▶ **TASK STATEMENT**
From the records below, count the lines holding the string "past". Only the number is wanted.

*** Block opens ***

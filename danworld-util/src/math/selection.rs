use std::fmt;

use serde::{Deserialize, Serialize};
use thiserror::Error;

use super::{
    ceil_div,
    position::{BlockPos, ParsePositionError},
    vector3::Vector3,
    SECTION_SIZE,
};

/// An axis-aligned box of blocks captured for one export. Both corners are inclusive.
#[derive(Clone, Copy, Debug, PartialEq, Eq, Serialize, Deserialize)]
pub struct Selection {
    pub min: BlockPos,
    pub max: BlockPos,
}

/// Size of a validated selection, in the units used by the export format
#[derive(Clone, Copy, Debug, PartialEq, Eq)]
pub struct SelectionExtent {
    /// Chunk columns along x
    pub width: u16,
    /// Chunk columns along z
    pub depth: u16,
    /// Vertical sections per chunk column
    pub sections: u8,
}

#[derive(Error, Debug, PartialEq, Eq)]
pub enum SelectionError {
    #[error("Selection minimum ({min}) is above its maximum ({max})")]
    Inverted { min: BlockPos, max: BlockPos },
    #[error("Selection spans no volume along the {0} axis")]
    Empty(char),
    #[error("Selection is too large along the {axis} axis ({size} > {limit})")]
    TooLarge { axis: char, size: i64, limit: i64 },
    #[error("Sections along the {axis} axis would end at {end}, past the last block coordinate")]
    OutOfRange { axis: char, end: i64 },
    #[error("Invalid selection corner: {0}")]
    Parse(#[from] ParsePositionError),
}

impl Selection {
    /// The largest chunk index that still fits the signed 16 bit chunk coordinate
    pub const MAX_CHUNKS: i64 = i16::MAX as i64;
    pub const MAX_SECTIONS: i64 = u8::MAX as i64;

    pub const fn new(min: BlockPos, max: BlockPos) -> Self {
        Self { min, max }
    }

    /// Builds a selection from two `x:y:z` corners
    pub fn from_corners(min: &str, max: &str) -> Result<Self, SelectionError> {
        Ok(Self::new(min.parse()?, max.parse()?))
    }

    /// `max - min` on every axis, computed without overflow
    pub fn span(&self) -> Vector3<i64> {
        let min = self.min.0;
        let max = self.max.0;
        Vector3::new(
            i64::from(max.x) - i64::from(min.x),
            i64::from(max.y) - i64::from(min.y),
            i64::from(max.z) - i64::from(min.z),
        )
    }

    pub fn width_in_chunks(&self) -> i64 {
        ceil_div(self.span().x.abs(), i64::from(SECTION_SIZE))
    }

    pub fn depth_in_chunks(&self) -> i64 {
        ceil_div(self.span().z.abs(), i64::from(SECTION_SIZE))
    }

    pub fn section_count(&self) -> i64 {
        ceil_div(self.span().y, i64::from(SECTION_SIZE))
    }

    /// Rejects boxes that would produce an empty, negative or unrepresentable export
    pub fn validate(&self) -> Result<SelectionExtent, SelectionError> {
        if !self.min.0.all_le(&self.max.0) {
            return Err(SelectionError::Inverted {
                min: self.min,
                max: self.max,
            });
        }

        let span = self.span();
        for (axis, size) in [('x', span.x), ('y', span.y), ('z', span.z)] {
            if size == 0 {
                return Err(SelectionError::Empty(axis));
            }
        }

        let width = Self::check_limit('x', self.width_in_chunks(), Self::MAX_CHUNKS)?;
        let depth = Self::check_limit('z', self.depth_in_chunks(), Self::MAX_CHUNKS)?;
        let sections = Self::check_limit('y', self.section_count(), Self::MAX_SECTIONS)?;

        // Every sampled cell, including the padding of the last section, must be addressable
        let min = self.min.0;
        for (axis, start, count) in [
            ('x', min.x, width),
            ('y', min.y, sections),
            ('z', min.z, depth),
        ] {
            let end = i64::from(start) + count * i64::from(SECTION_SIZE) - 1;
            if end > i64::from(i32::MAX) {
                return Err(SelectionError::OutOfRange { axis, end });
            }
        }

        Ok(SelectionExtent {
            width: width as u16,
            depth: depth as u16,
            sections: sections as u8,
        })
    }

    fn check_limit(axis: char, size: i64, limit: i64) -> Result<i64, SelectionError> {
        if size > limit {
            Err(SelectionError::TooLarge { axis, size, limit })
        } else {
            Ok(size)
        }
    }

    /// Inclusive on both corners
    pub fn contains(&self, pos: &BlockPos) -> bool {
        self.min.0.all_le(&pos.0) && pos.0.all_le(&self.max.0)
    }

    /// True if the position lies past the maximum corner on any axis
    pub fn exceeds_max(&self, pos: &BlockPos) -> bool {
        pos.0.any_gt(&self.max.0)
    }

    /// World position of the lowest corner of a section, given its chunk column and height
    /// index relative to this selection
    pub fn section_origin(&self, chunk_x: i32, chunk_z: i32, section_y: i32) -> BlockPos {
        self.min.offset(Vector3::new(chunk_x, section_y, chunk_z) * SECTION_SIZE)
    }
}

impl fmt::Display for Selection {
    fn fmt(&self, f: &mut fmt::Formatter<'_>) -> fmt::Result {
        write!(
            f,
            "{}:{}:{} -> {}:{}:{}",
            self.min.0.x, self.min.0.y, self.min.0.z, self.max.0.x, self.max.0.y, self.max.0.z
        )
    }
}
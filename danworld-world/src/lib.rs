pub mod biome;
pub mod block;
pub mod chunk;
pub mod generation;
pub mod region;
pub mod sink;
pub mod source;

/// Identifier written for cells past the selection's maximum corner
pub const VOID_AIR: &str = "void_air";

/// Identification string at the start of every region stream
pub const FORMAT_TAG: &str = "DanWorld";
pub const FORMAT_VERSION: u8 = 1;

/// Number of cells in a 16x16x16 section
pub const SECTION_VOLUME: usize = 4096;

*** Block closes ***

▶ **TASK ANSWER**
3